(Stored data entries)
>>>>>

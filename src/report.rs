//! Console reporting for the per-sticker outcomes of a pipeline pass.

use std::error::Error;
use std::fmt::Write;

use futures::{Stream, StreamExt};
use log::{error, info, warn};

use crate::apng::ApngError;
use crate::pipeline::{AssetOutcome, Saved};

/// What a pass left behind, as far as later passes care.
#[derive(Debug, Default, PartialEq, Eq)]
pub struct PassReport {
    /// Stickers whose asset was written, in the order they were reported.
    pub succeeded: Vec<u64>,
    pub failed: usize,
}

/// Drains `outcomes`, logging one line per sticker.
pub async fn report_pass<S>(outcomes: S) -> PassReport
where
    S: Stream<Item = AssetOutcome>,
{
    let mut outcomes = std::pin::pin!(outcomes);
    let mut report = PassReport::default();
    let mut pass_format = None;

    while let Some(outcome) = outcomes.next().await {
        let label = outcome.format;
        pass_format.get_or_insert(label);
        let id = outcome.sticker_id;

        match outcome.result {
            Ok(Saved::Complete) => {
                info!("[{label}] {id} ... done");
                report.succeeded.push(id);
            }
            Ok(Saved::NotLooped(ApngError::ChunkNotFound)) => {
                warn!("[{label}] {id} ... done, but no animation control chunk was found to loop");
                report.succeeded.push(id);
            }
            Ok(Saved::NotLooped(err)) => {
                error!(
                    "[{label}] {id} ... saved, but could not make it loop: {}",
                    error_chain(&err)
                );
                report.succeeded.push(id);
            }
            Err(err) => {
                error!("[{label}] {id} ... {}", error_chain(&err));
                report.failed += 1;
            }
        }
    }

    if let Some(format) = pass_format {
        if report.failed > 0 {
            warn!(
                "[{format}] {} of {} stickers failed",
                report.failed,
                report.failed + report.succeeded.len()
            );
        }
    }

    report
}

/// Formats an error and all of its sources as `outer: inner: innermost`.
pub fn error_chain(err: &dyn Error) -> String {
    let mut message = err.to_string();
    let mut source = err.source();

    while let Some(cause) = source {
        let _ = write!(message, ": {cause}");
        source = cause.source();
    }

    message
}

#[cfg(test)]
mod tests {
    use super::*;

    use std::io;

    use futures::stream;

    use crate::data::AssetFormat;
    use crate::pipeline::AssetError;
    use crate::sticker_shop::StoreError;

    #[tokio::test]
    async fn counts_failures_and_keeps_successes() {
        let outcomes = vec![
            AssetOutcome {
                sticker_id: 1,
                format: AssetFormat::Apng,
                result: Ok(Saved::Complete),
            },
            AssetOutcome {
                sticker_id: 2,
                format: AssetFormat::Apng,
                result: Err(AssetError::SourceMissing),
            },
            AssetOutcome {
                sticker_id: 3,
                format: AssetFormat::Apng,
                result: Ok(Saved::NotLooped(ApngError::ChunkNotFound)),
            },
            AssetOutcome {
                sticker_id: 4,
                format: AssetFormat::Apng,
                result: Ok(Saved::NotLooped(ApngError::InvalidFormat)),
            },
        ];

        let report = report_pass(stream::iter(outcomes)).await;
        assert_eq!(
            report,
            PassReport {
                succeeded: vec![1, 3, 4],
                failed: 1,
            }
        );
    }

    #[test]
    fn chains_error_sources() {
        let err = AssetError::Download(StoreError::Io {
            source: io::Error::new(io::ErrorKind::ConnectionReset, "reset"),
        });
        assert_eq!(
            error_chain(&err),
            "download failed: could not write downloaded asset: reset"
        );
    }
}
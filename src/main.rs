mod apng;
mod commands;
mod convert;
mod data;
mod download;
mod options;
mod pipeline;
mod report;
mod sticker_shop;
mod viewer;

use std::{env, panic, process};

use anyhow::Result;
use backtrace::Backtrace;
use clap::Parser;
use tokio::signal;

use crate::commands::Command;
use crate::options::Options;

async fn run(options: Options) -> Result<(), anyhow::Error> {
    match options.command {
        Command::Download(sub_options) => commands::download(options.global, sub_options).await,
        Command::Loop(sub_options) => commands::loop_apng(options.global, sub_options).await,
    }
}

#[tokio::main(flavor = "current_thread")]
async fn main() {
    panic::set_hook(Box::new(|panic_info| {
        // PanicInfo's payload is usually a &'static str or String.
        // See: https://doc.rust-lang.org/beta/std/panic/struct.PanicInfo.html#method.payload
        let message = match panic_info.payload().downcast_ref::<&str>() {
            Some(&message) => message.to_string(),
            None => match panic_info.payload().downcast_ref::<String>() {
                Some(message) => message.clone(),
                None => "<no message>".to_string(),
            },
        };

        eprintln!("stickerdl crashed!");
        eprintln!("This is probably a stickerdl bug.");
        eprintln!();
        eprintln!(
            "Please consider filing an issue: {}/issues",
            env!("CARGO_PKG_REPOSITORY")
        );
        eprintln!();
        eprintln!("If you can reproduce this crash, try adding the -v, -vv, or -vvv flags.");
        eprintln!("This might give you more information to figure out what went wrong!");
        eprintln!();
        eprintln!("Details: {}", message);

        if let Some(location) = panic_info.location() {
            eprintln!("in file {} on line {}", location.file(), location.line());
        }

        // The backtrace crate doesn't look at RUST_BACKTRACE on its own.
        let should_backtrace = env::var("RUST_BACKTRACE")
            .map(|var| var == "1")
            .unwrap_or(false);

        if should_backtrace {
            eprintln!("{:?}", Backtrace::new());
        } else {
            eprintln!(
                "note: run with `RUST_BACKTRACE=1` environment variable to display a backtrace."
            );
        }

        process::exit(1);
    }));

    let options = Options::parse();

    let log_filter = match options.global.verbosity {
        0 => "info",
        1 => "info,stickerdl=debug",
        2 => "info,stickerdl=trace",
        _ => "trace",
    };

    let log_env = env_logger::Env::default().default_filter_or(log_filter);

    env_logger::Builder::from_env(log_env)
        .format_module_path(false)
        .format_timestamp(None)
        // Indent following lines equal to the log level label, like `[ERROR] `
        .format_indent(Some(8))
        .init();

    // The command future is dropped when select! returns, which removes any
    // partial download before the process exits.
    let exit_code = tokio::select! {
        result = run(options) => match result {
            Ok(()) => 0,
            Err(err) => {
                log::error!("command exited with error {err:?}");
                1
            }
        },
        _ = signal::ctrl_c() => {
            log::info!("caught ctrl-c, exiting now");
            130
        }
    };

    if exit_code != 0 {
        process::exit(exit_code);
    }
}
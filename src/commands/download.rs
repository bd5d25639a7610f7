use std::env;
use std::path::{Path, PathBuf};

use anyhow::Result;
use clap::Args;
use log::{info, warn};
use resolve_path::PathResolveExt;

use crate::{
    convert::{Converter, ExternalConverter, DEFAULT_CONVERTER},
    data::Formats,
    options::Global,
    pipeline::{self, Context, Settings},
    sticker_shop::{get_store, StoreConfig},
};

#[derive(Debug, Args)]
pub struct DownloadOptions {
    /// The ID of the sticker package, as seen in its store URL.
    pub package_id: u64,

    /// Skip the static PNG stickers.
    #[clap(long)]
    pub no_png: bool,

    /// Don't keep the animated PNG stickers. They are still downloaded when
    /// GIFs are requested, then removed once converted.
    #[clap(long)]
    pub no_apng: bool,

    /// Skip converting animated stickers to GIF.
    #[clap(long)]
    pub no_gif: bool,

    /// The directory to create the package folder in. Defaults to the
    /// current directory.
    #[clap(long = "dir", short = 'd')]
    pub base_dir: Option<PathBuf>,

    /// The name of the package folder. Defaults to "<id> - <title>".
    #[clap(long = "folder", short = 'f')]
    pub folder_name: Option<String>,

    /// The program used to turn APNGs into GIFs. It is invoked as
    /// `<converter> <input.png> <output.gif>`.
    #[clap(long, env("STICKERDL_CONVERTER"), default_value = DEFAULT_CONVERTER)]
    pub converter: PathBuf,

    /// How many stickers to download or convert at the same time.
    #[clap(long, short = 'j', default_value_t = 1, value_parser = clap::value_parser!(u16).range(1..))]
    pub jobs: u16,
}

pub async fn download(global: Global, options: DownloadOptions) -> Result<()> {
    let base_dir = match options.base_dir {
        Some(path) => path.try_resolve()?.into_owned(),
        None => env::current_dir()?,
    };

    let formats = Formats {
        png: !options.no_png,
        apng: !options.no_apng,
        gif: !options.no_gif,
    };

    let context = Context {
        store: get_store(StoreConfig {
            proxy: global.proxy,
        })?,
        converter: if formats.gif {
            find_converter(&options.converter)
        } else {
            None
        },
    };

    let settings = Settings {
        package_id: options.package_id,
        formats,
        base_dir,
        folder_name: options.folder_name,
        jobs: usize::from(options.jobs),
    };

    let folder = pipeline::run(&context, &settings).await?;
    info!("Sticker package saved to {}", folder.display());

    Ok(())
}

fn find_converter(program: &Path) -> Option<Box<dyn Converter>> {
    match ExternalConverter::locate(program) {
        Some(converter) => {
            log::debug!("converting with {}", converter.program().display());
            Some(Box::new(converter))
        }
        None => {
            warn!(
                "{} was not found, so no GIFs will be made.
Download apng2gif from https://sourceforge.net/projects/apng2gif/ and place it next to this program or on your PATH.",
                program.display()
            );
            None
        }
    }
}
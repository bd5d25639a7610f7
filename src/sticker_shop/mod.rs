mod line;

use std::io;
use std::path::Path;

use async_trait::async_trait;
use reqwest::StatusCode;
use thiserror::Error;

use crate::data::{AssetRequest, Package};

pub use self::line::LineStore;

#[derive(Clone, Debug, Default)]
pub struct StoreConfig {
    /// Proxy to send every request through. A bare `host:port` is treated as
    /// a SOCKS5 proxy that resolves host names itself.
    pub proxy: Option<String>,
}

/// Source of sticker package metadata and sticker images.
#[async_trait]
pub trait StickerStore: Send + Sync {
    async fn fetch_package(&self, package_id: u64) -> Result<Package, StoreError>;

    /// Downloads one asset of `package_id` to `dest`, replacing whatever is
    /// there, and returns the number of bytes written.
    async fn download_asset(
        &self,
        package_id: u64,
        request: AssetRequest,
        dest: &Path,
    ) -> Result<u64, StoreError>;
}

#[derive(Debug, Error)]
pub enum StoreError {
    #[error("sticker store HTTP error")]
    Http {
        #[from]
        source: reqwest::Error,
    },

    #[error("sticker store returned HTTP {status} for {url}")]
    ResponseError { status: StatusCode, url: String },

    #[error("sticker store returned malformed package metadata: {body}")]
    BadResponseJson {
        body: String,
        source: serde_json::Error,
    },

    #[error("could not write downloaded asset")]
    Io {
        #[from]
        source: io::Error,
    },

    #[error("invalid proxy address {address:?}")]
    InvalidProxy {
        address: String,
        source: reqwest::Error,
    },
}

pub fn get_store(config: StoreConfig) -> Result<Box<dyn StickerStore>, StoreError> {
    Ok(Box::new(LineStore::new(config)?))
}
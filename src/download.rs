//! Writes response bodies to disk without leaving half-written files behind.

use std::ffi::OsString;
use std::io;
use std::path::{Path, PathBuf};

use futures::{Stream, StreamExt};
use tokio::io::AsyncWriteExt;

/// Streams `body` into `dest`, replacing any file already there.
///
/// Chunks are written to a `.part` file next to `dest`, which is renamed
/// into place once the body is complete. If the body or a write fails, or
/// the returned future is dropped before it finishes, the partial file is
/// removed and `dest` is left untouched.
pub async fn save_stream<S, B>(body: S, dest: &Path) -> io::Result<u64>
where
    S: Stream<Item = io::Result<B>>,
    B: AsRef<[u8]>,
{
    let mut partial = PartialFile::new(partial_path(dest));

    let written = write_body(body, &partial.path).await?;
    fs_err::tokio::rename(&partial.path, dest).await?;
    partial.renamed = true;

    Ok(written)
}

/// Removes the file at `path` when dropped, unless it was renamed into place.
struct PartialFile {
    path: PathBuf,
    renamed: bool,
}

impl PartialFile {
    fn new(path: PathBuf) -> Self {
        Self {
            path,
            renamed: false,
        }
    }
}

impl Drop for PartialFile {
    fn drop(&mut self) {
        if self.renamed {
            return;
        }

        if let Err(err) = fs_err::remove_file(&self.path) {
            if err.kind() != io::ErrorKind::NotFound {
                log::debug!("could not remove partial download: {err}");
            }
        }
    }
}

async fn write_body<S, B>(body: S, path: &Path) -> io::Result<u64>
where
    S: Stream<Item = io::Result<B>>,
    B: AsRef<[u8]>,
{
    let file = fs_err::tokio::File::create(path).await?;
    let mut writer = tokio::io::BufWriter::new(file);
    let mut body = std::pin::pin!(body);
    let mut written = 0;

    while let Some(chunk) = body.next().await {
        let chunk = chunk?;
        let chunk = chunk.as_ref();
        writer.write_all(chunk).await?;
        written += chunk.len() as u64;
    }

    writer.flush().await?;
    Ok(written)
}

fn partial_path(dest: &Path) -> PathBuf {
    let mut name = dest
        .file_name()
        .map(|name| name.to_os_string())
        .unwrap_or_else(|| OsString::from("download"));
    name.push(".part");
    dest.with_file_name(name)
}

#[cfg(test)]
mod tests {
    use super::*;

    use futures::stream;

    fn chunks(
        parts: Vec<io::Result<&'static [u8]>>,
    ) -> impl Stream<Item = io::Result<&'static [u8]>> {
        stream::iter(parts)
    }

    fn ok(bytes: &'static [u8]) -> io::Result<&'static [u8]> {
        Ok(bytes)
    }

    #[tokio::test]
    async fn writes_every_chunk() {
        let dir = tempfile::tempdir().unwrap();
        let dest = dir.path().join("1.png");

        let written = save_stream(chunks(vec![ok(b"abc"), ok(b""), ok(b"de")]), &dest)
            .await
            .unwrap();

        assert_eq!(written, 5);
        assert_eq!(fs_err::read(&dest).unwrap(), b"abcde");
        assert!(!partial_path(&dest).exists());
    }

    #[tokio::test]
    async fn replaces_existing_file() {
        let dir = tempfile::tempdir().unwrap();
        let dest = dir.path().join("1.png");
        fs_err::write(&dest, b"an older and longer download").unwrap();

        save_stream(chunks(vec![ok(b"new")]), &dest).await.unwrap();

        assert_eq!(fs_err::read(&dest).unwrap(), b"new");
    }

    #[tokio::test]
    async fn failed_body_leaves_nothing_behind() {
        let dir = tempfile::tempdir().unwrap();
        let dest = dir.path().join("2.png");

        let body = chunks(vec![
            ok(b"first half"),
            Err(io::Error::new(io::ErrorKind::ConnectionReset, "reset")),
        ]);

        let err = save_stream(body, &dest).await.unwrap_err();
        assert_eq!(err.kind(), io::ErrorKind::ConnectionReset);
        assert!(!dest.exists());
        assert!(!partial_path(&dest).exists());
    }

    #[tokio::test]
    async fn interrupted_download_leaves_nothing_behind() {
        let dir = tempfile::tempdir().unwrap();
        let dest = dir.path().join("3.png");
        let partial = partial_path(&dest);

        // The body never ends, like a stalled connection.
        let body = chunks(vec![ok(b"some frames")]).chain(stream::pending());
        let mut download = Box::pin(save_stream(body, &dest));

        // File creation runs on the blocking pool, so give it a moment.
        for _ in 0..200 {
            assert!(futures::poll!(download.as_mut()).is_pending());
            if partial.exists() {
                break;
            }
            std::thread::sleep(std::time::Duration::from_millis(5));
        }
        assert!(partial.exists());

        drop(download);
        assert!(!partial.exists());
        assert!(!dest.exists());
    }

    #[test]
    fn partial_file_sits_next_to_destination() {
        let dest = Path::new("out/APNG/12.png");
        assert_eq!(partial_path(dest), Path::new("out/APNG/12.png.part"));
    }
}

<<<<<

• TRY IT:
For the word "warn", find all matching lines in the entries above and copy them out.

• SOLUTION BELOW:
use log::{error, info, warn};
                warn!("[{label}] {id} ... done, but no animation control chunk was found to loop");
            warn!(
use log::{info, warn};
            warn!(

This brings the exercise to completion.